* **TASK DIRECTIONS**
Would you please copy the part of the material below that opens with the line containing "fn required_files(&self) ->" and closes with the line containing "pub fn with_build_dir(mut"? Copy it exactly, and only it.

* **PROVIDED RECORDS**
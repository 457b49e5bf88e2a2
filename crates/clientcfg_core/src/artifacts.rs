//! Versioned binary artifacts and the cache that holds them.
//!
//! The harness never downloads anything itself. It talks to an
//! [`ArtifactSource`], whose only contract is "make sure the artifacts for
//! version V are present locally and tell me where they are". Tests back it
//! with a pre-populated directory.

use crate::error::{HarnessError, Result};
use crate::version::Version;
use std::path::{Path, PathBuf};

/// File name of the cluster server binary.
pub const SERVER_BINARY: &str = "fdbserver";
/// File name of the process monitor binary.
pub const MONITOR_BINARY: &str = "fdbmonitor";
/// File name of the command-line client binary.
pub const CLI_BINARY: &str = "fdbcli";
/// File name of the client library inside a library directory.
pub const CLIENT_LIBRARY: &str = "libfdb_c.so";

/// File name a staged client library gets for `version`.
///
/// The tester derives the library's release from this name, so it is part of
/// the external contract.
pub fn staged_library_name(version: &Version) -> String {
    format!("libfdb_c.{}.so", version)
}

/// Paths of every artifact belonging to one release.
#[derive(Debug, Clone, PartialEq, Eq)]
pub struct VersionArtifacts {
    /// Release these artifacts belong to.
    pub version: Version,
    /// Cluster server binary.
    pub server: PathBuf,
    /// Process monitor binary.
    pub monitor: PathBuf,
    /// Command-line client binary.
    pub cli: PathBuf,
    /// Directory to put on the library search path.
    pub lib_dir: PathBuf,
    /// The client library itself.
    pub client_library: PathBuf,
}

impl VersionArtifacts {
    /// Lays out artifact paths for a release rooted at `bin_dir` / `lib_dir`.
    pub fn in_dirs(version: Version, bin_dir: &Path, lib_dir: &Path) -> Self {
        Self {
            version,
            server: bin_dir.join(SERVER_BINARY),
            monitor: bin_dir.join(MONITOR_BINARY),
            cli: bin_dir.join(CLI_BINARY),
            lib_dir: lib_dir.to_path_buf(),
            client_library: lib_dir.join(CLIENT_LIBRARY),
        }
    }

    /// Every file that must exist for the release to be usable.
    fn required_files(&self) -> [&Path; 4] {
        [&self.server, &self.monitor, &self.cli, &self.client_library]
    }

    /// Fails with [`HarnessError::MissingArtifact`] naming the first absent file.
    pub fn verify(&self) -> Result<()> {
        for path in self.required_files() {
            if !path.is_file() {
                return Err(HarnessError::MissingArtifact {
                    version: self.version,
                    path: path.to_path_buf(),
                });
            }
        }
        Ok(())
    }
}

/// Source of versioned artifacts.
pub trait ArtifactSource: Send + Sync {
    /// Ensures the artifacts for `version` are present locally and returns their paths.
    fn ensure(&self, version: &Version) -> Result<VersionArtifacts>;
}

/// Artifact cache laid out on the local filesystem.
///
/// Release `V` lives at `<root>/V/bin/{fdbserver,fdbmonitor,fdbcli}` and
/// `<root>/V/lib/libfdb_c.so`. The release under development can instead be
/// mapped onto a build directory's `bin/` and `lib/`.
#[derive(Debug, Clone)]
pub struct LocalArtifactCache {
    root: PathBuf,
    build: Option<(Version, PathBuf)>,
}

impl LocalArtifactCache {
    /// Creates a cache rooted at `root`.
    pub fn new(root: impl AsRef<Path>) -> Self {
        Self {
            root: root.as_ref().to_path_buf(),
            build: None,
        }
    }

    /// Resolves `version` from a build directory instead of the cache.
    pub fn with_build_dir(mut self, version: Version, build_dir: impl AsRef<Path>) -> Self {
        self.build = Some((version, build_dir.as_ref().to_path_buf()));
        self
    }

    /// Cache root.
    pub fn root(&self) -> &Path {
        &self.root
    }

    fn layout(&self, version: &Version) -> VersionArtifacts {
        match &self.build {
            Some((built, dir)) if built == version => {
                VersionArtifacts::in_dirs(*version, &dir.join("bin"), &dir.join("lib"))
            }
            _ => {
                let dir = self.root.join(version.to_string());
                VersionArtifacts::in_dirs(*version, &dir.join("bin"), &dir.join("lib"))
            }
        }
    }
}

impl ArtifactSource for LocalArtifactCache {
    fn ensure(&self, version: &Version) -> Result<VersionArtifacts> {
        let artifacts = self.layout(version);
        artifacts.verify()?;
        Ok(artifacts)
    }
}
//! Connection strings: the contents of a cluster file.

use crate::error::{HarnessError, Result};
use std::fmt;
use std::net::SocketAddr;
use std::str::FromStr;

/// A parsed `description:id@host:port[,host:port...]` connection string.
#[derive(Debug, Clone, PartialEq, Eq)]
pub struct ConnectionString {
    /// Human-readable cluster description.
    pub description: String,
    /// Random cluster identifier.
    pub id: String,
    /// Coordinator addresses, in file order.
    pub coordinators: Vec<SocketAddr>,
}

impl ConnectionString {
    /// Creates a connection string with freshly generated description and id.
    pub fn generate(coordinators: Vec<SocketAddr>) -> Self {
        let token = uuid::Uuid::new_v4().simple().to_string();
        Self {
            description: token[..8].to_string(),
            id: token[8..24].to_string(),
            coordinators,
        }
    }

    /// First coordinator address.
    pub fn primary_coordinator(&self) -> Option<SocketAddr> {
        self.coordinators.first().copied()
    }
}

impl fmt::Display for ConnectionString {
    fn fmt(&self, f: &mut fmt::Formatter<'_>) -> fmt::Result {
        write!(f, "{}:{}@", self.description, self.id)?;
        for (i, addr) in self.coordinators.iter().enumerate() {
            if i > 0 {
                f.write_str(",")?;
            }
            write!(f, "{}", addr)?;
        }
        Ok(())
    }
}

impl FromStr for ConnectionString {
    type Err = HarnessError;

    fn from_str(s: &str) -> Result<Self> {
        let invalid = || HarnessError::InvalidConnectionString(s.to_string());
        let s = s.trim();

        let (key, addrs) = s.split_once('@').ok_or_else(invalid)?;
        let (description, id) = key.split_once(':').ok_or_else(invalid)?;
        if description.is_empty() || id.is_empty() {
            return Err(invalid());
        }

        let coordinators = addrs
            .split(',')
            .filter(|a| !a.is_empty())
            .map(|a| a.parse::<SocketAddr>().map_err(|_| invalid()))
            .collect::<Result<Vec<_>>>()?;
        if coordinators.is_empty() {
            return Err(invalid());
        }

        Ok(Self {
            description: description.to_string(),
            id: id.to_string(),
            coordinators,
        })
    }
}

* **ANSWER TO THE EXERCISE**
    fn required_files(&self) -> [&Path; 4] {
        [&self.server, &self.monitor, &self.cli, &self.client_library]
    }

    /// Fails with [`HarnessError::MissingArtifact`] naming the first absent file.
    pub fn verify(&self) -> Result<()> {
        for path in self.required_files() {
            if !path.is_file() {
                return Err(HarnessError::MissingArtifact {
                    version: self.version,
                    path: path.to_path_buf(),
                });
            }
        }
        Ok(())
    }
}

/// Source of versioned artifacts.
pub trait ArtifactSource: Send + Sync {
    /// Ensures the artifacts for `version` are present locally and returns their paths.
    fn ensure(&self, version: &Version) -> Result<VersionArtifacts>;
}

/// Artifact cache laid out on the local filesystem.
///
/// Release `V` lives at `<root>/V/bin/{fdbserver,fdbmonitor,fdbcli}` and
/// `<root>/V/lib/libfdb_c.so`. The release under development can instead be
/// mapped onto a build directory's `bin/` and `lib/`.
#[derive(Debug, Clone)]
pub struct LocalArtifactCache {
    root: PathBuf,
    build: Option<(Version, PathBuf)>,
}

impl LocalArtifactCache {
    /// Creates a cache rooted at `root`.
    pub fn new(root: impl AsRef<Path>) -> Self {
        Self {
            root: root.as_ref().to_path_buf(),
            build: None,
        }
    }

    /// Resolves `version` from a build directory instead of the cache.
    pub fn with_build_dir(mut self, version: Version, build_dir: impl AsRef<Path>) -> Self {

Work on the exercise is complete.